> The data:
+++++

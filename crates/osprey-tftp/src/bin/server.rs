// Osprey TFTP server binary

use anyhow::Context;
use clap::Parser;
use osprey_tftp::config::{load_config, validate_config, write_config};
use osprey_tftp::{LogFormat, LoggingConfig, ServerConfig, ServerMode, TftpServer};
use std::net::SocketAddr;
use std::path::PathBuf;
use tracing::info;
use tracing_appender::non_blocking::WorkerGuard;
use tracing_subscriber::EnvFilter;

#[derive(Parser, Debug)]
#[command(name = "osprey-tftp-server", about = "Standalone TFTP server")]
struct Cli {
    #[arg(long, default_value = "/etc/osprey/tftp.toml")]
    config: PathBuf,

    /// Write the effective configuration to --config and exit
    #[arg(long, conflicts_with = "check_config")]
    init_config: bool,

    /// Validate the configuration and exit
    #[arg(long)]
    check_config: bool,

    #[arg(long)]
    create_root_dir: bool,

    /// Directory read requests are served from
    #[arg(long)]
    root_dir: Option<PathBuf>,

    /// Directory write requests land in (defaults to --root-dir)
    #[arg(long)]
    write_root: Option<PathBuf>,

    #[arg(long)]
    bind: Option<SocketAddr>,

    #[arg(long, value_enum)]
    mode: Option<ServerMode>,

    #[arg(long)]
    timeout_ms: Option<u64>,

    #[arg(long)]
    max_retries: Option<u32>,

    #[arg(long, value_enum)]
    log_format: Option<LogFormat>,
}

fn init_logging(logging: &LoggingConfig) -> anyhow::Result<WorkerGuard> {
    let filter = EnvFilter::try_from_default_env()
        .unwrap_or_else(|_| EnvFilter::new(logging.level.clone()));

    let (writer, guard) = match logging.file {
        Some(ref log_file) => {
            let dir = log_file
                .parent()
                .unwrap_or_else(|| std::path::Path::new("."));
            let file_name = log_file
                .file_name()
                .and_then(|name| name.to_str())
                .context("logging.file must include a file name")?;
            tracing_appender::non_blocking(tracing_appender::rolling::never(dir, file_name))
        }
        None => tracing_appender::non_blocking(std::io::stdout()),
    };

    let builder = tracing_subscriber::fmt()
        .with_env_filter(filter)
        .with_writer(writer);
    match logging.format {
        LogFormat::Text => builder.init(),
        LogFormat::Json => builder.json().init(),
    }

    Ok(guard)
}

#[tokio::main]
async fn main() -> anyhow::Result<()> {
    let cli = Cli::parse();

    let mut config = if cli.config.exists() {
        load_config(&cli.config)?
    } else {
        ServerConfig::default()
    };

    if let Some(root_dir) = cli.root_dir {
        config.read_root = root_dir;
    }
    if let Some(write_root) = cli.write_root {
        config.write_root = Some(write_root);
    }
    if let Some(bind_addr) = cli.bind {
        config.bind_addr = bind_addr;
    }
    if let Some(mode) = cli.mode {
        config.mode = mode;
    }
    if let Some(timeout_ms) = cli.timeout_ms {
        config.timeout_ms = timeout_ms;
    }
    if let Some(max_retries) = cli.max_retries {
        config.max_retries = max_retries;
    }
    if let Some(format) = cli.log_format {
        config.logging.format = format;
    }

    if cli.create_root_dir {
        tokio::fs::create_dir_all(&config.read_root)
            .await
            .with_context(|| format!("creating {}", config.read_root.display()))?;
        if let Some(ref write_root) = config.write_root {
            tokio::fs::create_dir_all(write_root)
                .await
                .with_context(|| format!("creating {}", write_root.display()))?;
        }
    }

    if cli.init_config {
        write_config(&cli.config, &config)?;
        println!("Wrote config to {}", cli.config.display());
        return Ok(());
    }

    if cli.check_config {
        validate_config(&config, false)?;
        println!("Config OK: {}", cli.config.display());
        return Ok(());
    }

    validate_config(&config, true)?;
    let _log_guard = init_logging(&config.logging)?;

    let server = TftpServer::new(config).bind().await?;
    let shutdown = server.shutdown_handle();
    tokio::spawn(async move {
        if tokio::signal::ctrl_c().await.is_ok() {
            info!("Received Ctrl-C, shutting down");
            shutdown.shutdown();
        }
    });

    server.run().await?;
    Ok(())
}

+++++

> Exercise details: Of the entries above, repeat exactly the lines between the line with "TFTP server binary" and the line with "#[derive(Parser, Debug)]", inclusive, and no others.

> Answer box:
// Osprey TFTP server binary

use anyhow::Context;
use clap::Parser;
use osprey_tftp::config::{load_config, validate_config, write_config};
use osprey_tftp::{LogFormat, LoggingConfig, ServerConfig, ServerMode, TftpServer};
use std::net::SocketAddr;
use std::path::PathBuf;
use tracing::info;
use tracing_appender::non_blocking::WorkerGuard;
use tracing_subscriber::EnvFilter;

#[derive(Parser, Debug)]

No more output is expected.